Prepare_data <- function(dat, population_incidence, breaks){

  ### Input:

  #' @param dat Data.frame with one row per individual which at least includes
  #' a column **d** with event indicator (1 for event, 0 for censored), a column
  #' **y** with event/censoring time.
  #' @param population_incidence A vector (in combination with breaks) or
  #' a data.frame (columns 1) 'start age group', 2) 'end age group', 3)'S_pop')
  #' with population incidence per 100,000 per interval k.
  #' @param breaks Cut-points for the (age/time) groups. Only needed when
  #' population_incidence is a vector.

  ### Output:

  #' @return Data.frame one row per individual and a.o. columns *id* unique ID;
  #' *d* non-censoring indicator; **k** interval of (age) group; **S_k**
  #' population interval-based proportion of individuals experiencing the
  #' event in intervals later than k; **S_k.** sample
  #' proportion of individuals experiencing the event in intervals later
  #' than k.

  # --------------- Load packages.

#  require(survival)
#  require(dplyr)
#  require(tidyr)

  # --------------- Organize external information (population incidence rate).
  # N.B.: there are different options regarding the breaks (1-4).

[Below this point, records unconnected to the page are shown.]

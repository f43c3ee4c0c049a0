//! Frames and the frame registry.
//!
//! A frame is a rectangle redrawn periodically by its own scheduler task.
//! Built-in content (header widgets, carousel, page bar) is named by a
//! [`Content`] variant and rendered by the session, which owns the data those
//! widgets read. Custom frames carry a boxed draw callback.
//!
//! The registry is an arena: frames are never removed during a session, so a
//! [`FrameId`] stays valid for the lifetime of the UI. Registration order is
//! the hit-test order.

use alloc::boxed::Box;
use alloc::vec::Vec;

use heapless::String;

use crate::display::Display;
use crate::error::{CallbackError, UiError};
use crate::geometry::{Area, Rect};
use crate::scheduler::TaskId;

/// Maximum frame tag length.
pub const FRAME_TAG_LEN: usize = 16;

/// Reserved tag of the page indicator.
pub const FOOTER_TAG: &str = "footer";

/// Callback drawing into a content area.
pub type DrawFn = Box<dyn FnMut(&mut dyn Display, Area) -> Result<(), CallbackError>>;

/// Stable handle of a registered frame.
#[derive(Clone, Copy, PartialEq, Eq, Debug, Hash, PartialOrd, Ord)]
#[cfg_attr(feature = "defmt", derive(defmt::Format))]
pub struct FrameId(usize);

impl FrameId {
    #[inline]
    pub const fn index(self) -> usize { self.0 }

    #[cfg(test)]
    pub(crate) const fn from_index(i: usize) -> Self { Self(i) }
}

/// What a frame draws on each redraw.
pub enum Content {
    /// `HH:MM:SS` clock.
    Clock,
    /// CPU and memory bars.
    CpuMem,
    /// Signal strength staircase.
    Signal,
    /// Inactivity countdown bar.
    Countdown,
    /// Active carousel page.
    Carousel,
    /// Page indicator.
    PageBar,
    Custom(DrawFn),
}

/// What a frame shows in the popup when the cursor enters it.
pub enum Hover {
    Uptime,
    CpuMem,
    Network,
    Countdown,
    Custom(DrawFn),
}

/// A registered frame.
pub struct Frame {
    tag: String<FRAME_TAG_LEN>,
    pub rect: Rect,
    pub(crate) content: Content,
    pub(crate) hover: Option<Hover>,
    pub(crate) press: Option<DrawFn>,
    pub(crate) paused: bool,
    pub(crate) fast_refresh: bool,
    pub(crate) task: Option<TaskId>,
    redraws: u32,
}

impl Frame {
    /// Create an unregistered frame. Fails if the tag does not fit.
    pub fn new(
        tag: &str,
        rect: Rect,
        content: Content,
    ) -> Result<Self, UiError> {
        let tag = String::try_from(tag).map_err(|_| UiError::TagTooLong)?;
        Ok(Self {
            tag,
            rect,
            content,
            hover: None,
            press: None,
            paused: false,
            fast_refresh: false,
            task: None,
            redraws: 0,
        })
    }

    pub fn with_hover(
        mut self,
        hover: Hover,
    ) -> Self {
        self.hover = Some(hover);
        self
    }

    pub fn with_press(
        mut self,
        press: DrawFn,
    ) -> Self {
        self.press = Some(press);
        self
    }

    #[inline]
    pub fn tag(&self) -> &str { self.tag.as_str() }

    #[inline]
    pub const fn area(&self) -> Area { self.rect.area }

    #[inline]
    pub const fn has_hover(&self) -> bool { self.hover.is_some() }

    /// The frame's own pause flag, independent of hibernation.
    #[inline]
    pub const fn own_paused(&self) -> bool { self.paused }

    #[inline]
    pub const fn fast_refresh_requested(&self) -> bool { self.fast_refresh }

    /// Redraw task, once the frame runs.
    #[inline]
    pub const fn task(&self) -> Option<TaskId> { self.task }

    /// Number of completed redraws.
    #[inline]
    pub const fn redraws(&self) -> u32 { self.redraws }

    pub(crate) fn count_redraw(&mut self) { self.redraws = self.redraws.wrapping_add(1); }
}

/// Arena of frames plus the hibernate flag.
#[derive(Default)]
pub struct FrameRegistry {
    frames: Vec<Frame>,
    hibernating: bool,
}

impl FrameRegistry {
    pub const fn new() -> Self {
        Self {
            frames: Vec::new(),
            hibernating: false,
        }
    }

    /// Add a frame. Rejects duplicate tags and rectangles sharing pixels
    /// with a registered frame.
    pub fn register(
        &mut self,
        frame: Frame,
    ) -> Result<FrameId, UiError> {
        if self.find(frame.tag()).is_some() {
            return Err(UiError::DuplicateTag);
        }
        if self.frames.iter().any(|f| f.area().overlaps(&frame.area())) {
            return Err(UiError::Overlap);
        }
        self.frames.push(frame);
        Ok(FrameId(self.frames.len() - 1))
    }

    /// Lookup by tag. Absent tags are a normal outcome.
    pub fn find(
        &self,
        tag: &str,
    ) -> Option<FrameId> {
        self.frames.iter().position(|f| f.tag() == tag).map(FrameId)
    }

    pub fn get(
        &self,
        id: FrameId,
    ) -> Option<&Frame> {
        self.frames.get(id.0)
    }

    pub fn get_mut(
        &mut self,
        id: FrameId,
    ) -> Option<&mut Frame> {
        self.frames.get_mut(id.0)
    }

    /// First frame, in registration order, whose hit area holds the point.
    pub fn hit(
        &self,
        x: i32,
        y: i32,
    ) -> Option<FrameId> {
        self.frames.iter().position(|f| f.rect.contains(x, y)).map(FrameId)
    }

    /// All ids in registration order.
    pub fn ids(&self) -> impl Iterator<Item = FrameId> + use<> { (0..self.frames.len()).map(FrameId) }

    #[inline]
    pub fn len(&self) -> usize { self.frames.len() }

    #[inline]
    pub fn is_empty(&self) -> bool { self.frames.is_empty() }

    /// A frame is paused by its own flag or by hibernation.
    pub fn is_paused(
        &self,
        id: FrameId,
    ) -> bool {
        self.hibernating || self.get(id).is_some_and(|f| f.paused)
    }

    pub fn set_paused(
        &mut self,
        id: FrameId,
        paused: bool,
    ) {
        if let Some(f) = self.get_mut(id) {
            f.paused = paused;
        }
    }

    /// Ask a frame to redraw on the next scheduler granule.
    pub fn request_refresh(
        &mut self,
        id: FrameId,
    ) {
        if let Some(f) = self.get_mut(id) {
            f.fast_refresh = true;
        }
    }

    #[inline]
    pub const fn is_hibernating(&self) -> bool { self.hibernating }

    /// Pause every frame. Each frame's own pause flag is left untouched.
    pub fn pause_all(&mut self) { self.hibernating = true; }

    /// Lift hibernation. Redrawing is the session's job.
    pub fn resume_all(&mut self) { self.hibernating = false; }
}

#[cfg(test)]
mod tests {
    use super::*;

    fn plain(
        tag: &str,
        x: i32,
        y: i32,
        w: u32,
        h: u32,
    ) -> Frame {
        Frame::new(tag, Rect::new(x, y, w, h), Content::Custom(Box::new(|_, _| Ok(())))).unwrap()
    }

    #[test]
    fn test_register_and_find() {
        let mut reg = FrameRegistry::new();
        let a = reg.register(plain("a", 0, 0, 10, 10)).unwrap();
        let b = reg.register(plain("b", 20, 0, 10, 10)).unwrap();
        assert_eq!(reg.find("a"), Some(a));
        assert_eq!(reg.find("b"), Some(b));
        assert_eq!(reg.find("missing"), None);
        assert_eq!(reg.len(), 2);
    }

    #[test]
    fn test_duplicate_tag_rejected() {
        let mut reg = FrameRegistry::new();
        reg.register(plain("a", 0, 0, 10, 10)).unwrap();
        assert_eq!(reg.register(plain("a", 50, 0, 10, 10)).err(), Some(UiError::DuplicateTag));
    }

    #[test]
    fn test_overlap_rejected() {
        let mut reg = FrameRegistry::new();
        reg.register(plain("a", 0, 0, 10, 10)).unwrap();
        assert_eq!(reg.register(plain("b", 9, 9, 10, 10)).err(), Some(UiError::Overlap));
        // Touching edges are fine
        assert!(reg.register(plain("c", 10, 0, 10, 10)).is_ok());
    }

    #[test]
    fn test_hit_prefers_registration_order() {
        let mut reg = FrameRegistry::new();
        let a = reg.register(plain("a", 0, 0, 10, 10)).unwrap();
        let b = reg.register(plain("b", 11, 0, 10, 10)).unwrap();
        // x = 11 lies in a's extended hit area and in b
        assert_eq!(reg.hit(11, 5), Some(a));
        assert_eq!(reg.hit(15, 5), Some(b));
        assert_eq!(reg.hit(50, 50), None);
    }

    #[test]
    fn test_hibernate_preserves_own_pause() {
        let mut reg = FrameRegistry::new();
        let a = reg.register(plain("a", 0, 0, 10, 10)).unwrap();
        let b = reg.register(plain("b", 20, 0, 10, 10)).unwrap();
        reg.set_paused(b, true);

        reg.pause_all();
        assert!(reg.is_paused(a));
        assert!(reg.is_paused(b));

        reg.resume_all();
        assert!(!reg.is_paused(a));
        assert!(reg.is_paused(b));
    }

    #[test]
    fn test_tag_too_long() {
        let frame = Frame::new("x".repeat(40).as_str(), Rect::new(0, 0, 1, 1), Content::Clock);
        assert!(matches!(frame, Err(UiError::TagTooLong)));
    }
}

  if(is.vector(population_incidence)){

    if(is.numeric(breaks)){ # Option 1: two vectors population_incidence and breaks.
      if(length(breaks)!=(length(population_incidence)+1) ) warning("Number of
                                                                  breaks should
                                                                  equal the
                                                                  number of
                                                                  groups plus
                                                                  one.")
      n_agegroups <- length(population_incidence)
      from <- breaks[-(n_agegroups + 1)]  # Remove last
      to <- breaks[-1] # Remove first
      dat_inc <- data.frame(start = from, end = to, incidence_rate =
                              population_incidence/100000)

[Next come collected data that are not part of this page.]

//! Timing constants, layout constants and the runtime [`UiConfig`].
//!
//! All periods are in milliseconds. The scheduler never sleeps longer than
//! one [`GRANULE_MS`] between polls, so fast-refresh requests are observed
//! within one granule.

use core::str::FromStr;

use crate::error::ConfigError;

// =============================================================================
// Scheduler Timing
// =============================================================================

/// Scheduler tick. Minimum effective task period.
pub const GRANULE_MS: u32 = 50;

/// Minimum time between two carousel page switches.
pub const PAGE_SWITCH_DEBOUNCE_MS: u64 = 200;

/// Carousel (page) redraw period.
pub const APP_PERIOD_MS: u32 = 900;

/// Header clock redraw period.
pub const CLOCK_PERIOD_MS: u32 = 1000;

/// Header CPU/memory gauge redraw period.
pub const CPU_MEM_PERIOD_MS: u32 = 2100;

/// Header signal gauge redraw period.
pub const SIGNAL_PERIOD_MS: u32 = 4200;

/// The inactivity countdown bar advances in this many steps over the timeout.
pub const COUNTDOWN_STEPS: u32 = 24;

/// Screensaver frame rate.
pub const SCREENSAVER_FPS: u32 = 10;

/// Screensaver task period derived from [`SCREENSAVER_FPS`].
pub const SCREENSAVER_PERIOD_MS: u32 = 1000 / SCREENSAVER_FPS;

// =============================================================================
// Text Layout
// =============================================================================

/// Characters per wrapped text line.
pub const WRAP_WIDTH: usize = 15;

/// Vertical distance between text lines.
pub const LINE_HEIGHT: i32 = 10;

/// Horizontal indent applied by `write_lines`.
pub const TEXT_X_OFFSET: i32 = 3;

/// Lines shown by a popup text box.
pub const POPUP_LINE_LIMIT: usize = 3;

/// Popup inner area inset on every side.
pub const POPUP_INSET: i32 = 6;

/// Maximum stored length of a popup message or command output.
pub const MESSAGE_LEN: usize = 128;

// =============================================================================
// Panel Defaults
// =============================================================================

/// Default panel width (SH1106 / SSD1306 128x64).
pub const DEFAULT_WIDTH: u32 = 128;

/// Default panel height.
pub const DEFAULT_HEIGHT: u32 = 64;

/// Smallest panel side the fixed layout fits on.
pub const MIN_PANEL_SIZE: u32 = 32;

/// Position of the boot message.
pub const BOOT_TEXT_POS: (i32, i32) = (24, 28);

/// Boot message.
pub const BOOT_TEXT: &str = "Loading...";

// =============================================================================
// Runtime Configuration
// =============================================================================

/// Supported OLED controllers.
#[derive(Clone, Copy, PartialEq, Eq, Debug, Default)]
#[cfg_attr(feature = "defmt", derive(defmt::Format))]
pub enum DisplayKind {
    Ssd1306,
    #[default]
    Sh1106,
}

impl DisplayKind {
    /// Controller name as accepted by [`FromStr`].
    pub const fn name(self) -> &'static str {
        match self {
            Self::Ssd1306 => "ssd1306",
            Self::Sh1106 => "sh1106",
        }
    }
}

impl FromStr for DisplayKind {
    type Err = ConfigError;

    fn from_str(s: &str) -> Result<Self, Self::Err> {
        match s.trim() {
            "ssd1306" => Ok(Self::Ssd1306),
            "sh1106" => Ok(Self::Sh1106),
            _ => Err(ConfigError::UnknownDisplay),
        }
    }
}

/// Pointer peripherals the UI can be driven by.
#[derive(Clone, Copy, PartialEq, Eq, Debug)]
#[cfg_attr(feature = "defmt", derive(defmt::Format))]
pub enum ControlKind {
    /// Trackball or any device reporting `{x, y, toggle, action}` events.
    Trackball,
    /// Discrete buttons mapped straight onto control actions.
    Buttons,
}

impl ControlKind {
    /// Parse an optional control name. `None`, empty and `"none"` mean no pointer.
    pub fn parse(name: Option<&str>) -> Result<Option<Self>, ConfigError> {
        match name.map(str::trim) {
            None | Some("" | "none") => Ok(None),
            Some("trackball") => Ok(Some(Self::Trackball)),
            Some("buttons") => Ok(Some(Self::Buttons)),
            Some(_) => Err(ConfigError::UnknownControl),
        }
    }
}

/// Runtime configuration consumed by `PageUi::load`.
#[derive(Clone, Copy, PartialEq, Eq, Debug)]
#[cfg_attr(feature = "defmt", derive(defmt::Format))]
pub struct UiConfig {
    pub width: u32,
    pub height: u32,
    pub display: DisplayKind,
    pub control: Option<ControlKind>,
    /// Inactivity timeout in seconds. `None` disables the countdown widget.
    pub poweroff_s: Option<u32>,
    /// Tap the haptic motor on every page bar redraw.
    pub haptic: bool,
    /// Carousel index shown after boot.
    pub start_page: usize,
}

impl UiConfig {
    /// Build a configuration from the loosely-typed load parameters.
    ///
    /// An unknown display or control name is fatal. A zero timeout disables
    /// the countdown.
    pub fn new(
        width: u32,
        height: u32,
        display: &str,
        control: Option<&str>,
        poweroff_s: Option<u32>,
        haptic: bool,
    ) -> Result<Self, ConfigError> {
        let config = Self {
            width,
            height,
            display: display.parse()?,
            control: ControlKind::parse(control)?,
            poweroff_s: poweroff_s.filter(|s| *s > 0),
            haptic,
            start_page: 0,
        };
        config.validate()?;
        Ok(config)
    }

    /// Check the panel size. Fields are public, so `PageUi::load` checks
    /// again before deriving the layout.
    pub const fn validate(&self) -> Result<(), ConfigError> {
        if self.width < MIN_PANEL_SIZE || self.height < MIN_PANEL_SIZE {
            return Err(ConfigError::PanelTooSmall);
        }
        Ok(())
    }

    /// Countdown task period: `timeout * 1000 / 24`, clamped to the granule.
    pub fn countdown_period_ms(&self) -> Option<u32> {
        self.poweroff_s
            .map(|s| (s.saturating_mul(1000) / COUNTDOWN_STEPS).max(GRANULE_MS))
    }
}

impl Default for UiConfig {
    fn default() -> Self {
        Self {
            width: DEFAULT_WIDTH,
            height: DEFAULT_HEIGHT,
            display: DisplayKind::default(),
            control: None,
            poweroff_s: None,
            haptic: false,
            start_page: 0,
        }
    }
}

    } else if(breaks == "5 years"){ # Option 2: 5 years age groups.
      n_agegroups <- length(population_incidence)
      breaks <- seq(0, 5*(n_agegroups), by = 5)
      from <- breaks[-(n_agegroups + 1)]  # Remove last
      to <- breaks[-1] # Remove first
      dat_inc <- data.frame(start = from, end = to, incidence_rate =
                              population_incidence/100000)

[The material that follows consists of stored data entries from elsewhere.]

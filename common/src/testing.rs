//! Test doubles shared by the unit tests.

use alloc::rc::Rc;
use alloc::string::{String, ToString};
use alloc::vec::Vec;
use core::cell::{Cell, RefCell};

use crate::capabilities::{Animation, Clock, Grid, Haptic, Shell};
use crate::display::Display;
use crate::error::CallbackError;

/// One recorded display call.
#[derive(Clone, PartialEq, Eq, Debug)]
pub enum Op {
    Clean,
    Rect {
        x: i32,
        y: i32,
        w: u32,
        h: u32,
        on: bool,
        fill: bool,
    },
    Text {
        s: String,
        x: i32,
        y: i32,
    },
    Line,
    Pixel {
        x: i32,
        y: i32,
        on: bool,
    },
    Show,
    PowerOn,
    PowerOff,
}

/// Display that records every call.
#[derive(Default)]
pub struct RecordingDisplay {
    ops: Vec<Op>,
    pub powered: bool,
}

impl RecordingDisplay {
    pub fn new() -> Self {
        Self {
            ops: Vec::new(),
            powered: true,
        }
    }

    pub fn ops(&self) -> &[Op] { &self.ops }

    pub fn reset(&mut self) { self.ops.clear(); }

    pub fn count(
        &self,
        f: impl Fn(&Op) -> bool,
    ) -> usize {
        self.ops.iter().filter(|op| f(op)).count()
    }

    pub fn shows(&self) -> usize { self.count(|op| matches!(op, Op::Show)) }

    /// All text drawn, in order.
    pub fn texts(&self) -> Vec<&str> {
        self.ops
            .iter()
            .filter_map(|op| match op {
                Op::Text { s, .. } => Some(s.as_str()),
                _ => None,
            })
            .collect()
    }

    pub fn has_text(
        &self,
        needle: &str,
    ) -> bool {
        self.texts().iter().any(|s| s.contains(needle))
    }
}

impl Display for RecordingDisplay {
    fn clean(&mut self) { self.ops.push(Op::Clean); }

    fn rect(
        &mut self,
        x: i32,
        y: i32,
        w: u32,
        h: u32,
        on: bool,
        fill: bool,
    ) {
        self.ops.push(Op::Rect { x, y, w, h, on, fill });
    }

    fn text(
        &mut self,
        s: &str,
        x: i32,
        y: i32,
    ) {
        self.ops.push(Op::Text { s: s.to_string(), x, y });
    }

    fn line(
        &mut self,
        _x0: i32,
        _y0: i32,
        _x1: i32,
        _y1: i32,
        _on: bool,
    ) {
        self.ops.push(Op::Line);
    }

    fn pixel(
        &mut self,
        x: i32,
        y: i32,
        on: bool,
    ) {
        self.ops.push(Op::Pixel { x, y, on });
    }

    fn show(&mut self) { self.ops.push(Op::Show); }

    fn poweron(&mut self) {
        self.powered = true;
        self.ops.push(Op::PowerOn);
    }

    fn poweroff(&mut self) {
        self.powered = false;
        self.ops.push(Op::PowerOff);
    }
}

/// Clock advanced by hand; clones share the same time.
#[derive(Clone, Default)]
pub struct ManualClock(Rc<Cell<u64>>);

impl ManualClock {
    pub fn new() -> Self { Self::default() }

    pub fn set(
        &self,
        ms: u64,
    ) {
        self.0.set(ms);
    }

    pub fn advance(
        &self,
        ms: u64,
    ) {
        self.0.set(self.0.get() + ms);
    }
}

impl Clock for ManualClock {
    fn now_ms(&self) -> u64 { self.0.get() }
}

/// Haptic motor counting taps.
#[derive(Clone, Default)]
pub struct CountingHaptic(pub Rc<Cell<u32>>);

impl Haptic for CountingHaptic {
    fn tap(&mut self) { self.0.set(self.0.get() + 1); }
}

/// Animation yielding a fixed number of frames.
pub struct FiniteAnimation {
    grid: Grid,
    left: u32,
    total: u32,
    pub resets: Rc<Cell<u32>>,
}

impl FiniteAnimation {
    pub fn new(frames: u32) -> Self {
        let mut grid = Grid::new(4, 4);
        grid.set(1, 1, true);
        Self {
            grid,
            left: frames,
            total: frames,
            resets: Rc::default(),
        }
    }
}

impl Animation for FiniteAnimation {
    fn next_frame(&mut self) -> Option<&Grid> {
        if self.left == 0 {
            return None;
        }
        self.left -= 1;
        Some(&self.grid)
    }

    fn reset(&mut self) {
        self.left = self.total;
        self.resets.set(self.resets.get() + 1);
    }

    fn generation(&self) -> u32 { self.total - self.left }
}

/// Shell answering from canned output and recording executed commands.
#[derive(Clone, Default)]
pub struct FakeShell {
    pub executed: Rc<RefCell<Vec<String>>>,
    pub busy: Rc<Cell<bool>>,
}

impl Shell for FakeShell {
    fn exec(
        &mut self,
        cmd: &str,
    ) -> Result<String, CallbackError> {
        self.executed.borrow_mut().push(cmd.to_string());
        if cmd.starts_with("fail") {
            return Err(CallbackError::new("no such module"));
        }
        Ok(alloc::format!("out:{cmd}"))
    }

    fn spawn(
        &mut self,
        cmd: &str,
    ) -> Result<String, CallbackError> {
        self.executed.borrow_mut().push(cmd.to_string());
        self.busy.set(true);
        Ok("bg.task".to_string())
    }

    fn output(
        &mut self,
        _tag: &str,
    ) -> Option<String> {
        Some("bg progress 50".to_string())
    }

    fn is_busy(
        &mut self,
        _tag: &str,
    ) -> bool {
        self.busy.get()
    }
}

    } else if(breaks == "10 years"){ # Option 3: 10 years age groups.
      n_agegroups <- length(population_incidence)
      breaks <- seq(0, 10*(n_agegroups), by = 10)
      from <- breaks[-(n_agegroups + 1)]  # Remove last
      to <- breaks[-1] # Remove first
      dat_inc <- data.frame(start = from, end = to, incidence_rate =
                              population_incidence/100000)
    }

  } else { # Option 4: if population incidence is given as a data.frame.
    dat_inc <- data.frame(start = population_incidence[,1],
                          end = population_incidence[,2],
                          incidence_rate = population_incidence[,3]/100000)
    breaks <- population_incidence[,1]
  }

  dat_inc <- dat_inc %>% mutate( k = paste("(", start, ",", end, "]", sep=""),
                                 t = end - start)
  # t is the width of the age interval, in years.
  # Note that in the paper, this is referred to
  # as (alpha_k - alpha_({k-1}).

  # --------------- Calculate S_k population from population incidence.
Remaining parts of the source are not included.